3 前歴があることは、少年の口からは出ませんでしたが、記録からすぐに判明しました。15歳のときの非行で事案軽微で審判不開始となったのは理解できましたが、18歳のときに道交法違反、窃盗その他合計5件が在宅扱いとなっていたのは不思議に思いました。当時の少年の生活環境が安定していたようには思えなかったからです(この18歳のとき、少年は審判前に所在不明となりました)。


4 少年の父はあまり働かず、経済的に困窮していました。母は知的障がいがありましたが、少年にはとても優しく、少年は母が大好きでした。その母が亡くなり、父はひとり家を出て行き、兄から暴力を受け、少年は中学で家を飛び出し、泊めてくれる人のところを転々としていました。地域の児童委員からの相談で関わった児童相談所は、少年が施設に行くことを拒否したという理由で、関わりをすぐに終えていました。


5 鑑別結果では、IQ=70で、随所に「知的能力に制約がある」という言い回しが見られました。私は、正直知能検査の見方は良く分かりませんが、この少年に知的障がいがありそうだということは、理解できました。

 それでも、少年は、親の関わりがなくてもそれなりに生き延びてきていました。調査官は、少年の実際の能力は、検査数値より上だと評価していました。


6 逮捕前も少年は知人の家を転々とする生活をしており、住込み就職先を探せなければ、少年院送致となる見込みは高いと思っていたところ、運よく良い住込み就職先と出会うことができました。

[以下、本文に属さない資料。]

async fn schema_health(settings: &Settings, args: HealthArgs) -> anyhow::Result<ExitCode> {
    let dir = args.migrations_dir.unwrap_or_else(|| settings.migrations.dir.clone());
    let database = args.database.unwrap_or_else(|| settings.migrations.database.clone());

    let channel = MemoryChannel::new();
    channel.seed(&database, args.db_ordinal).await;

    match check_health(&dir, &channel, &database).await {
        Ok(health) => {
            println!("[schema-health] {}", health.summary_line());
            Ok(exit_status(health.in_sync()))
        }
        Err(e) => {
            error!("[schema-health] {}", e);
            Ok(ExitCode::FAILURE)
        }
    }
}

async fn verify_templates(settings: &Settings, args: VerifyArgs) -> anyhow::Result<ExitCode> {
    let manifest_path = args.manifest.unwrap_or_else(|| settings.templates.manifest_path.clone());
    let catalog_dir = args.catalog.unwrap_or_else(|| settings.templates.catalog_dir.clone());
    let forbidden = match &args.forbid {
        Some(raw) => parse_capabilities(raw)?,
        None => settings.templates.forbidden_capabilities.clone(),
    };

    let manifest = match Manifest::load(&manifest_path)? {
        Some(manifest) => manifest,
        None => {
            println!("Note: No manifest found at {}", manifest_path.display());
            println!("      Run: graphgate gen-manifest");
            Manifest::default()
        }
    };
    let registry = match load_catalog(&catalog_dir) {
        Ok(registry) => registry,
        Err(e) => {
            error!("Template catalog failed to load: {}", e);
            return Ok(ExitCode::FAILURE);
        }
    };

    println!("Running template verification checks...");
    let report =
        verify_catalog_parallel(Arc::new(manifest), Arc::new(registry), Arc::new(forbidden)).await?;
    for line in report.render(args.strict) {
        println!("{}", line);
    }
    Ok(exit_status(report.success(args.strict)))
}

fn gen_manifest(settings: &Settings, args: GenManifestArgs) -> anyhow::Result<ExitCode> {
    let catalog_dir = args.catalog.unwrap_or_else(|| settings.templates.catalog_dir.clone());
    let output = args.output.unwrap_or_else(|| settings.templates.manifest_path.clone());

    let registry = load_catalog(&catalog_dir)
        .with_context(|| format!("Failed to load catalog {}", catalog_dir.display()))?;
    let mut manifest = registry.to_manifest();
    manifest.meta = Some(ManifestMeta::now());
    manifest.write(&output)?;

    println!("Generated manifest with {} templates", manifest.len());
    println!("Written to: {}", output.display());
    for (qid, entry) in &manifest.entries {
        let frozen = if entry.frozen { " [FROZEN]" } else { "" };
        println!("  - {}{}", qid, frozen);
    }
    Ok(ExitCode::SUCCESS)
}

fn template(catalog_dir: &Path, command: TemplateCommands) -> anyhow::Result<ExitCode> {
    let mut registry = load_catalog(catalog_dir)
        .with_context(|| format!("Failed to load catalog {}", catalog_dir.display()))?;

    let metadata = match command {
        TemplateCommands::List { status } => {
            let ids = match status {
                Some(status) => registry.list_by_status(status),
                None => registry.list_all(),
            };
            for qid in ids {
                println!("{}", qid);
            }
            return Ok(ExitCode::SUCCESS);
        }
        TemplateCommands::Latest { template_id } => {
            return match registry.latest(&template_id) {
                Some(template) => {
                    println!("{}", template.spec.qualified_id());
                    Ok(ExitCode::SUCCESS)
                }
                None => {
                    error!("No active version of {}", template_id);
                    Ok(ExitCode::FAILURE)
                }
            };
        }
        TemplateCommands::Freeze {
            qualified_id,
            evidence_id,
            claim_id,
            scope_lock_id,
        } => {
            if let Err(err) = check_recorded_hashes(&registry, catalog_dir, &qualified_id) {
                error!("Refusing to freeze {}: {}", qualified_id, err);
                return Ok(ExitCode::FAILURE);
            }
            registry.freeze(&qualified_id, &evidence_id, claim_id, scope_lock_id)?
        }
        TemplateCommands::Taint {
            qualified_id,
            reason,
            superseded_by,
        } => registry.taint(&qualified_id, &reason, superseded_by)?,
        TemplateCommands::Deprecate { qualified_id } => registry.deprecate(&qualified_id)?,
    };

    let qid = metadata.qualified_id();
    save_governance_state(catalog_dir, &metadata)?;
    println!(
        "{}: status={} frozen={} tainted={}",
        qid, metadata.status, metadata.frozen, metadata.tainted
    );
    Ok(ExitCode::SUCCESS)
}
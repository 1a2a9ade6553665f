//! Application state management
//!
//! Catalogs, ledgers and bundles are re-read from disk on every request so
//! the API always reports the working tree as it is.

use crate::config::Settings;
use crate::error::GovResult;
use crate::migration::{ensure_database, MemoryChannel};
use std::sync::Arc;

/// Application state shared across all handlers
pub struct AppState {
    pub settings: Settings,

    /// Schema channel used to report the database ordinal
    pub channel: MemoryChannel,
}

impl AppState {
    pub async fn new(settings: Settings) -> GovResult<Self> {
        let channel = MemoryChannel::new();
        ensure_database(&channel, &settings.migrations.database).await?;
        Ok(Self { settings, channel })
    }
}

/// Type alias for shared state
pub type SharedState = Arc<AppState>;
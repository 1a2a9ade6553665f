//! Field deserializers for summaries written by other tools
//!
//! A summary field that is missing, `null` or of an unexpected type reads as
//! its empty value instead of failing the whole document.

use serde::{Deserialize, Deserializer};
use serde_json::Value;

/// Non-null scalar rendered as a string
pub(crate) fn scalar_string(value: Option<&Value>) -> Option<String> {
    match value? {
        Value::Null | Value::Array(_) | Value::Object(_) => None,
        Value::String(s) => Some(s.clone()),
        other => Some(other.to_string()),
    }
}

/// Only a JSON `true` passes
pub fn flag<'de, D>(deserializer: D) -> Result<bool, D::Error>
where
    D: Deserializer<'de>,
{
    Ok(matches!(Value::deserialize(deserializer)?, Value::Bool(true)))
}

/// Any scalar, converted through its string form
pub fn scalar<'de, D, T>(deserializer: D) -> Result<Option<T>, D::Error>
where
    D: Deserializer<'de>,
    T: From<String>,
{
    let value = Value::deserialize(deserializer)?;
    Ok(scalar_string(Some(&value)).map(T::from))
}

pub fn scalar_or_empty<'de, D>(deserializer: D) -> Result<String, D::Error>
where
    D: Deserializer<'de>,
{
    Ok(scalar::<D, String>(deserializer)?.unwrap_or_default())
}

/// Scalars of an array; anything that is not an array is empty
pub fn scalar_list<'de, D>(deserializer: D) -> Result<Vec<String>, D::Error>
where
    D: Deserializer<'de>,
{
    Ok(match Value::deserialize(deserializer)? {
        Value::Array(items) => items.iter().filter_map(|v| scalar_string(Some(v))).collect(),
        _ => Vec::new(),
    })
}

/// A nested record; `null` or a non-object becomes `T::default()`
pub fn record<'de, D, T>(deserializer: D) -> Result<T, D::Error>
where
    D: Deserializer<'de>,
    T: Default + serde::de::DeserializeOwned,
{
    match Value::deserialize(deserializer)? {
        value @ Value::Object(_) => serde_json::from_value(value).map_err(serde::de::Error::custom),
        _ => Ok(T::default()),
    }
}

/// Entries that do not parse are skipped
pub fn record_list<'de, D, T>(deserializer: D) -> Result<Vec<T>, D::Error>
where
    D: Deserializer<'de>,
    T: serde::de::DeserializeOwned,
{
    Ok(match Value::deserialize(deserializer)? {
        Value::Array(items) => items
            .into_iter()
            .filter_map(|item| serde_json::from_value(item).ok())
            .collect(),
        _ => Vec::new(),
    })
}
// Copyright 2025 Google LLC
//
// Licensed under the Apache License, Version 2.0 (the "License");
// you may not use this file except in compliance with the License.
// You may obtain a copy of the License at
//
//     https://www.apache.org/licenses/LICENSE-2.0
//
// Unless required by applicable law or agreed to in writing, software
// distributed under the License is distributed on an "AS IS" BASIS,
// WITHOUT WARRANTIES OR CONDITIONS OF ANY KIND, either express or implied.
// See the License for the specific language governing permissions and
// limitations under the License.

use crate::Result;
use crate::attempt_context::AttemptContext;
use crate::channel::CompletionHook;
use crate::options::{ClientConfig, RequestOptions};
use crate::paginator::{PageableRequest, PageableResponse};
use std::sync::Arc;

/// Runs RPCs on the calling thread.
///
/// This is the same algorithm as [crate::invoker::Invoker], the calling thread
/// is suspended during the backoff delays. The invoker owns a single-threaded
/// runtime, its functions must not be called from an async context.
///
/// Attempts run on the calling thread. Attempt timeouts cannot interrupt a
/// blocking attempt, the attempt function is responsible for its own I/O
/// timeouts.
///
/// # Example
/// ```
/// # use cloud_rpc_retry::attempt_context::AttemptContext;
/// # use cloud_rpc_retry::blocking::Invoker;
/// # use cloud_rpc_retry::options::{ClientConfig, RequestOptions};
/// # fn main() -> anyhow::Result<()> {
/// let invoker = Invoker::new(ClientConfig::default())?;
/// let response = invoker.call_with_retry(
///     |context: AttemptContext, request: String| {
///         Ok(format!("{request} {}", context.attempt_count))
///     },
///     "attempt".to_string(),
///     "Echo",
///     RequestOptions::default(),
/// )?;
/// assert_eq!(response, "attempt 1");
/// # Ok(()) }
/// ```
#[derive(Debug)]
pub struct Invoker {
    inner: crate::invoker::Invoker,
    runtime: tokio::runtime::Runtime,
}

impl Invoker {
    /// Creates an invoker with the given client configuration.
    pub fn new(config: ClientConfig) -> std::io::Result<Self> {
        let runtime = tokio::runtime::Builder::new_current_thread()
            .enable_time()
            .build()?;
        Ok(Self {
            inner: crate::invoker::Invoker::new(config),
            runtime,
        })
    }

    /// Configures a hook called once per attempt with the attempt status.
    pub fn set_completion_hook<H: CompletionHook + 'static>(mut self, hook: Arc<H>) -> Self {
        self.inner = self.inner.set_completion_hook(hook);
        self
    }

    /// Runs `attempt` until it succeeds, fails permanently, or the retry
    /// policy is exhausted.
    pub fn call_with_retry<Req, Resp, A>(
        &self,
        attempt: A,
        request: Req,
        label: &str,
        options: RequestOptions,
    ) -> Result<Resp>
    where
        Req: Clone,
        A: Fn(AttemptContext, Req) -> Result<Resp>,
    {
        self.runtime.block_on(self.inner.call_with_retry(
            |context, request| std::future::ready(attempt(context, request)),
            request,
            label,
            options,
        ))
    }

    /// Collects the items of all the pages in a list operation.
    ///
    /// The list always starts at the first page, any page token in `request`
    /// is ignored.
    pub fn list_paged<Req, Resp, A>(
        &self,
        attempt: A,
        request: Req,
        label: &str,
        options: RequestOptions,
    ) -> Result<Vec<Resp::PageItem>>
    where
        Req: PageableRequest + Send + Sync + 'static,
        Resp: PageableResponse + Send + 'static,
        Resp::PageItem: Send + 'static,
        A: Fn(AttemptContext, Req) -> Result<Resp> + Send + Sync + 'static,
    {
        self.runtime.block_on(self.inner.list_paged(
            move |context, request| std::future::ready(attempt(context, request)),
            request,
            label,
            options,
        ))
    }
}
// Copyright 2025 Google LLC
//
// Licensed under the Apache License, Version 2.0 (the "License");
// you may not use this file except in compliance with the License.
// You may obtain a copy of the License at
//
//     https://www.apache.org/licenses/LICENSE-2.0
//
// Unless required by applicable law or agreed to in writing, software
// distributed under the License is distributed on an "AS IS" BASIS,
// WITHOUT WARRANTIES OR CONDITIONS OF ANY KIND, either express or implied.
// See the License for the specific language governing permissions and
// limitations under the License.

use super::rpc::{Code, Status};
use std::error::Error as StdError;

type BoxError = Box<dyn StdError + Send + Sync>;

/// The core error returned by the retry loop and the paginator.
///
/// The retry core reports errors from multiple sources. The service may return
/// an error, the transport may be unable to complete a request, an attempt
/// may exceed its timeout, the caller may cancel the operation, or the retry
/// policy may be exhausted.
///
/// Most applications will just return the error or log it. Applications that
/// need to interrogate the error can use the predicates in this type, the
/// [status][Error::status] accessor, or the error [source][StdError::source].
///
/// # Example
/// ```
/// use cloud_rpc_retry::error::Error;
/// match example_function() {
///     Err(e) if e.status().is_some() => {
///         println!("service error {e}, debug using {:?}", e.status().unwrap());
///     },
///     Err(e) if e.is_exhausted() => { println!("gave up {e}"); },
///     Err(e) => { println!("some other error {e}"); },
///     Ok(_) => { println!("success, how boring"); },
/// }
///
/// fn example_function() -> Result<String, Error> {
///     # use cloud_rpc_retry::error::rpc::{Code, Status};
///     # Err(Error::service(Status::default().set_code(Code::NotFound).set_message("NOT FOUND")))
/// }
/// ```
#[derive(Debug)]
pub struct Error {
    kind: ErrorKind,
    operation: Option<String>,
    source: Option<BoxError>,
}

impl Error {
    /// Creates an error with the status returned by the service.
    ///
    /// Errors never carry an `OK` status, such a status is reported as
    /// `UNKNOWN`.
    ///
    /// # Example
    /// ```
    /// use cloud_rpc_retry::error::Error;
    /// use cloud_rpc_retry::error::rpc::{Code, Status};
    /// let status = Status::default().set_code(Code::NotFound).set_message("NOT FOUND");
    /// let error = Error::service(status.clone());
    /// assert_eq!(error.status(), Some(&status));
    /// ```
    pub fn service(status: Status) -> Self {
        let status = if status.is_ok() {
            status.set_code(Code::Unknown)
        } else {
            status
        };
        Self::new(ErrorKind::Service(Box::new(status)), None)
    }

    /// The [Status] returned by the service, if any.
    ///
    /// For errors created when the retry policy is exhausted, this returns
    /// the status of the last attempt.
    pub fn status(&self) -> Option<&Status> {
        match &self.kind {
            ErrorKind::Service(s) => Some(s.as_ref()),
            ErrorKind::Exhausted => self.last_error().and_then(Error::status),
            _ => None,
        }
    }

    /// Creates an error representing an exhausted retry policy.
    ///
    /// The `source` is the error from the last attempt.
    ///
    /// # Example
    /// ```
    /// use std::error::Error as _;
    /// use cloud_rpc_retry::error::Error;
    /// let error = Error::exhausted(Error::transport("connection reset"));
    /// assert!(error.is_exhausted());
    /// assert!(error.source().is_some());
    /// ```
    pub fn exhausted<T: Into<BoxError>>(source: T) -> Self {
        Self::new(ErrorKind::Exhausted, Some(source.into()))
    }

    /// The request could not complete before the retry policy was exhausted.
    ///
    /// This is always a client-side generated error, but it may be the result
    /// of multiple errors received from the service.
    ///
    /// # Troubleshooting
    ///
    /// The most common cause of this problem is a transient problem that lasts
    /// longer than your retry policy. If your application can tolerate longer
    /// recovery times then extend the retry policy.
    pub fn is_exhausted(&self) -> bool {
        matches!(self.kind, ErrorKind::Exhausted)
    }

    /// Creates an error representing an attempt timeout.
    pub fn timeout<T: Into<BoxError>>(source: T) -> Self {
        Self::new(ErrorKind::Timeout, Some(source.into()))
    }

    /// An attempt could not be completed before its deadline.
    ///
    /// The request may or may not have started, and it may or may not
    /// complete in the service.
    pub fn is_timeout(&self) -> bool {
        matches!(self.kind, ErrorKind::Timeout)
    }

    /// Creates an error representing a cancelled operation.
    pub fn cancelled<T: Into<BoxError>>(source: T) -> Self {
        Self::new(ErrorKind::Cancelled, Some(source.into()))
    }

    /// The caller cancelled the operation.
    pub fn is_cancelled(&self) -> bool {
        matches!(self.kind, ErrorKind::Cancelled)
    }

    /// Creates an error representing a problem in the transport layer.
    ///
    /// Use this error when the attempt did not produce a response, for
    /// example, because the connection could not be established or it was
    /// reset before the response was received.
    pub fn transport<T: Into<BoxError>>(source: T) -> Self {
        Self::new(ErrorKind::Transport, Some(source.into()))
    }

    /// The attempt failed in the transport layer.
    pub fn is_transport(&self) -> bool {
        matches!(self.kind, ErrorKind::Transport)
    }

    /// Creates an error representing a failure to obtain credentials.
    pub fn authentication<T: Into<BoxError>>(source: T) -> Self {
        Self::new(ErrorKind::Authentication, Some(source.into()))
    }

    /// The attempt could not create the authentication headers.
    ///
    /// The request never left the client.
    pub fn is_authentication(&self) -> bool {
        matches!(self.kind, ErrorKind::Authentication)
    }

    /// The label of the operation that failed, if any.
    ///
    /// The invoker and the paginator attach this label to every terminal
    /// error, see [report][crate::error::report::report].
    pub fn operation(&self) -> Option<&str> {
        self.operation.as_deref()
    }

    pub(crate) fn set_operation<T: Into<String>>(mut self, v: T) -> Self {
        self.operation = Some(v.into());
        self
    }

    /// The error from the last attempt, for exhausted errors.
    pub fn last_error(&self) -> Option<&Error> {
        match &self.kind {
            ErrorKind::Exhausted => self
                .source
                .as_ref()
                .and_then(|e| e.downcast_ref::<Error>()),
            _ => None,
        }
    }

    fn new(kind: ErrorKind, source: Option<BoxError>) -> Self {
        Self {
            kind,
            operation: None,
            source,
        }
    }

    fn display_kind(&self, f: &mut std::fmt::Formatter<'_>) -> std::fmt::Result {
        match (&self.kind, &self.source) {
            (ErrorKind::Service(s), _) => write!(
                f,
                "the service reports an error with code {} described as: {}",
                s.code, s.message
            ),
            (ErrorKind::Exhausted, Some(e)) => {
                write!(f, "the retry policy is exhausted, the last error was: {e}")
            }
            (ErrorKind::Timeout, Some(e)) => {
                write!(f, "the attempt exceeded its deadline {e}")
            }
            (ErrorKind::Cancelled, Some(e)) => write!(f, "the operation was cancelled {e}"),
            (ErrorKind::Transport, Some(e)) => {
                write!(f, "the transport reports an error: {e}")
            }
            (ErrorKind::Authentication, Some(e)) => {
                write!(f, "cannot create the authentication headers {e}")
            }
            (_, None) => unreachable!("no constructor allows this"),
        }
    }
}

impl std::fmt::Display for Error {
    fn fmt(&self, f: &mut std::fmt::Formatter<'_>) -> std::fmt::Result {
        match &self.operation {
            None => self.display_kind(f),
            Some(operation) => {
                let status = Status::from(self);
                write!(f, "{}: ", super::report::describe(operation, &status))?;
                self.display_kind(f)
            }
        }
    }
}

impl StdError for Error {
    fn source(&self) -> Option<&(dyn StdError + 'static)> {
        self.source
            .as_ref()
            .map(|e| e.as_ref() as &(dyn StdError + 'static))
    }
}

/// Maps any error to the canonical status reported for it.
///
/// Service errors map to their own status, exhausted errors to the status of
/// the last attempt. Errors detected in the client map to the closest
/// canonical code.
impl std::convert::From<&Error> for Status {
    fn from(value: &Error) -> Self {
        match &value.kind {
            ErrorKind::Service(s) => s.as_ref().clone(),
            ErrorKind::Exhausted => value
                .last_error()
                .map(Status::from)
                .unwrap_or_else(|| client_status(Code::Unknown, value)),
            ErrorKind::Timeout => client_status(Code::DeadlineExceeded, value),
            ErrorKind::Cancelled => client_status(Code::Cancelled, value),
            ErrorKind::Transport => client_status(Code::Unavailable, value),
            ErrorKind::Authentication => client_status(Code::Unauthenticated, value),
        }
    }
}

fn client_status(code: Code, error: &Error) -> Status {
    let message = error
        .source
        .as_ref()
        .map(|e| e.to_string())
        .unwrap_or_default();
    Status::default().set_code(code).set_message(message)
}

/// The type of error held by an [Error] instance.
#[derive(Debug)]
enum ErrorKind {
    Service(Box<Status>),
    Exhausted,
    Timeout,
    Cancelled,
    Transport,
    Authentication,
}

#[cfg(test)]
mod tests {
    use super::*;
    use crate::error::rpc::{DebugInfo, StatusDetails};
    use std::error::Error as _;

    #[test]
    fn service() {
        let status = Status::default()
            .set_code(Code::NotFound)
            .set_message("NOT FOUND");
        let error = Error::service(status.clone());
        assert_eq!(error.status(), Some(&status));
        assert!(error.source().is_none(), "{error:?}");
        assert!(!error.is_exhausted(), "{error:?}");
        let got = error.to_string();
        assert!(got.contains("NOT_FOUND"), "{got}");
        assert!(got.contains("NOT FOUND"), "{got}");
    }

    #[test]
    fn service_never_ok() {
        let error = Error::service(Status::ok().set_message("uh?"));
        assert_eq!(error.status().map(|s| s.code), Some(Code::Unknown));
    }

    #[test]
    fn exhausted() {
        let status = Status::default()
            .set_code(Code::Unavailable)
            .set_message("try-again")
            .set_details([DebugInfo::new().set_detail("count=3")]);
        let error = Error::exhausted(Error::service(status.clone()));
        assert!(error.is_exhausted(), "{error:?}");
        assert_eq!(error.status(), Some(&status));
        assert!(
            matches!(error.last_error(), Some(e) if e.status() == Some(&status)),
            "{error:?}"
        );
        let got = error
            .source()
            .and_then(|e| e.downcast_ref::<Error>())
            .and_then(|e| e.status());
        assert_eq!(got, Some(&status));
        let details = Status::from(&error).details;
        assert!(
            matches!(details.first(), Some(StatusDetails::DebugInfo(d)) if d.detail == "count=3"),
            "{error:?}"
        );
    }

    #[test]
    fn client_side() {
        let error = Error::timeout("simulated");
        assert!(error.is_timeout(), "{error:?}");
        assert!(error.status().is_none(), "{error:?}");
        assert_eq!(Status::from(&error).code, Code::DeadlineExceeded);

        let error = Error::cancelled("simulated");
        assert!(error.is_cancelled(), "{error:?}");
        assert_eq!(Status::from(&error).code, Code::Cancelled);

        let error = Error::transport("connection reset");
        assert!(error.is_transport(), "{error:?}");
        let status = Status::from(&error);
        assert_eq!(status.code, Code::Unavailable);
        assert_eq!(status.message, "connection reset");

        let error = Error::authentication("no credentials");
        assert!(error.is_authentication(), "{error:?}");
        assert_eq!(Status::from(&error).code, Code::Unauthenticated);

        let error = Error::exhausted("no last error");
        assert_eq!(Status::from(&error).code, Code::Unknown);
    }

    #[test]
    fn operation() {
        let error = Error::transport("connection reset");
        assert!(error.operation().is_none(), "{error:?}");
        let error = error.set_operation("ListTables");
        assert_eq!(error.operation(), Some("ListTables"));
        let got = error.to_string();
        assert!(got.starts_with("ListTables: "), "{got}");
        assert!(got.contains("UNAVAILABLE"), "{got}");
        assert!(got.contains("connection reset"), "{got}");
    }
}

親方は厳しそうでしたが、面倒見も良さそうで、母親の死後、大人の養育監護を受けずに、行きあたりばったりのような生活をしてきた少年には、大人モデルになるような人との密な関係を経験することは良い方向への成長につながると思い、試験観察の意見書を提出し、裁判官とのカンファレンスでも、熱く主張しました。


7 結果はなぜか保護観察。今すぐの保護観察は、相当不安がありましたが、信頼できる親方につなぐことができ、あとは少年の頑張りに期待しようと思っていました。

 ところが…数日で無断欠勤が始まり、色々と親方を困らせたすえ、2週間ほどで、少年は寮を出て行方不明となりました。私は親方から少年の知的能力について、ちゃんと説明がなかったと叱られてしまいました。親方は、短期間の生活で、少年の言動に違和感を持っていたそうです。

 少年の知的制約の程度や傾向、現実の生活場面での現れ方を把握しなければ、少年の障がいの程度に合った必要な関わりを考えることもできないのだと実感するのと同時に、もっと小さいうちに彼に適切な福祉の支援が為されていればと悔やまれる…。